A family in a remote village in Marsabit County has petitioned the government to take appropriate action against a suspect alleged to have scalded their son’s hands with hot water leading to amputation.
The family from Dupsahail Likiminigi village, Kargi location in Loiyangalani sub-county is calling on the Director of Public Prosecution (DPP) to intervene and have justice done for their 11 year old son.
“I am crying for justice for my son who has since been disabled after his hands were amputated in hospital following the burns he suffered in the cruel hands of a beastly man,” Mrs. Dowate Sambene, the mother appealed.
Preliminary investigations into the incident which has sent the entire county into shock took place on February 9, 2019 after the suspected man grievously assaulted the minor for reportedly stealing maize flour.

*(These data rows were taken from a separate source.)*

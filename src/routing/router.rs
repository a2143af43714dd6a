//! Attaching mapping conditions to routes.
//!
//! # Responsibilities
//! - Collect conditions for one route
//! - Reject non-matching requests before the handler runs
//!
//! # Design Decisions
//! - Conditions are checked after path and method matching
//! - The first failing condition decides the status code

use std::sync::Arc;

use axum::{
    body::Body,
    extract::State,
    http::Request,
    middleware::{self, Next},
    response::Response,
    routing::MethodRouter,
};

use crate::http::response::error_response;
use crate::routing::matcher::{
    AndMatcher, ConsumesMatcher, HeaderMatcher, Matcher, ParamMatcher, ProducesMatcher,
};

/// Builder for the extra conditions of a single route.
#[derive(Debug, Default)]
pub struct Conditions {
    matchers: Vec<Box<dyn Matcher>>,
}

impl Conditions {
    pub fn new() -> Self {
        Self::default()
    }

    /// Require a query parameter expression such as `mode=debug`.
    pub fn params(mut self, expression: &str) -> Self {
        self.matchers.push(Box::new(ParamMatcher::new(expression)));
        self
    }

    /// Require a header expression such as `mode=debug`.
    pub fn headers(mut self, expression: &str) -> Self {
        self.matchers.push(Box::new(HeaderMatcher::new(expression)));
        self
    }

    /// Require a `Content-Type` such as `application/json`.
    pub fn consumes(mut self, media_type: &str) -> Self {
        self.matchers.push(Box::new(ConsumesMatcher::new(media_type)));
        self
    }

    /// Require the client to accept a media type such as `text/plain`.
    pub fn produces(mut self, media_type: &str) -> Self {
        self.matchers.push(Box::new(ProducesMatcher::new(media_type)));
        self
    }

    /// Guard `route` with these conditions.
    pub fn apply<S>(self, route: MethodRouter<S>) -> MethodRouter<S>
    where
        S: Clone + Send + Sync + 'static,
    {
        let matcher = Arc::new(AndMatcher::new(self.matchers));
        route.route_layer(middleware::from_fn_with_state(matcher, enforce_conditions))
    }
}

async fn enforce_conditions(
    State(matcher): State<Arc<AndMatcher>>,
    request: Request<Body>,
    next: Next,
) -> Response {
    if let Some(failed) = matcher.first_mismatch(&request) {
        let status = failed.mismatch_status();
        tracing::debug!(
            method = %request.method(),
            path = %request.uri().path(),
            condition = ?failed,
            status = %status,
            "Request mapping condition not met"
        );
        return error_response(status, "request does not satisfy the mapping conditions");
    }
    next.run(request).await
}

A stressed Mrs. Sambene told KNA at her home Friday that the family was at crossroads as apart from the denied justice for their son, they could not manage the ever increasing medical bill at Consolata Misson Hospital-Nkubu in Meru County.
She said that his parents are aged and have no gainful means of livelihood which could help them settle the hospital bills instead of relying on well-wishers.
Efforts by police to arrest the suspect identified as Iltitiyon Thamalon, 40, on February 10 were thwarted by residents and politicians who stormed Kargi AP Post upon learning of the arrest and forcefully secured his release.
Investigations indicated that that the armed crowd overwhelmed the few officers manning the post with additional report holding an assistant chief culprit.
An administration police officer disclosed that the said assistant chief recorded in the occurrence book that he had instructions from a senior local politician to secure the release of the suspect by whatever means.
Interestingly and a pointer to the rot imbedded in outdated customary practices that the local pastoralist community still cling onto, the officer said the crowd called for the arrest of another suspect in the neighbourhood whom they alleged last year gorged out another man’s eye during a fight but no legal action was taken against him.
It also emerged that many atrocities were being meted on minors with no action being taken against the perpetrators because the community calls for arbitration outside the formal legal system.
Suspected criminals are never arrested because elders use the traditional dispute resolving ways as well as kangaroo courts in seeking redress for the victims.
Reverend David Dabalan of the Anglican Church of Kenya (ACK) Kargi said that the suspect who was well known to the boy tied him with a rope before shoving his hands into boiling water in a sufuria.
“The boy was herding goats and sheep when hunger drove him into a makeshift manyatta where herders normally keep food and water,” said Rev Dabalan adding “He found some maize flour and prepared ugali but the owner returned before he ate the meal.”
The owner is said to have tied the boy by the hands and neck and hanged him on a tree then boiled the water and heated a metal rod which he used as assault weapons occasioning the minor injuries all over the body.
A two day search for the boy by family members and villagers found him unconscious in a shrub in the grazing fields that is inhabited by hyenas and other dangerous wild animals.
Marsabit County Police Commander Steve Oloo called for patience as investigations were in progress adding that the suspected criminal on the run would finally be arrested and punished according to the law.
Mr. Oloo expressed concern over the agony the family was undergoing and asked the public to cooperate with the police in securing justice for the victim.
“I am appealing to residents of Kargi to be law abiding,” said the county police commander and warned against unorthodox means like kangaroo courts to shield criminals.
Mr. Oloo said that law enforcement agencies were determined to bring to an end crime meted on innocent children like female genital mutilation (FGM), forced early child marriages and domestic violence which he lamented abounded in the region.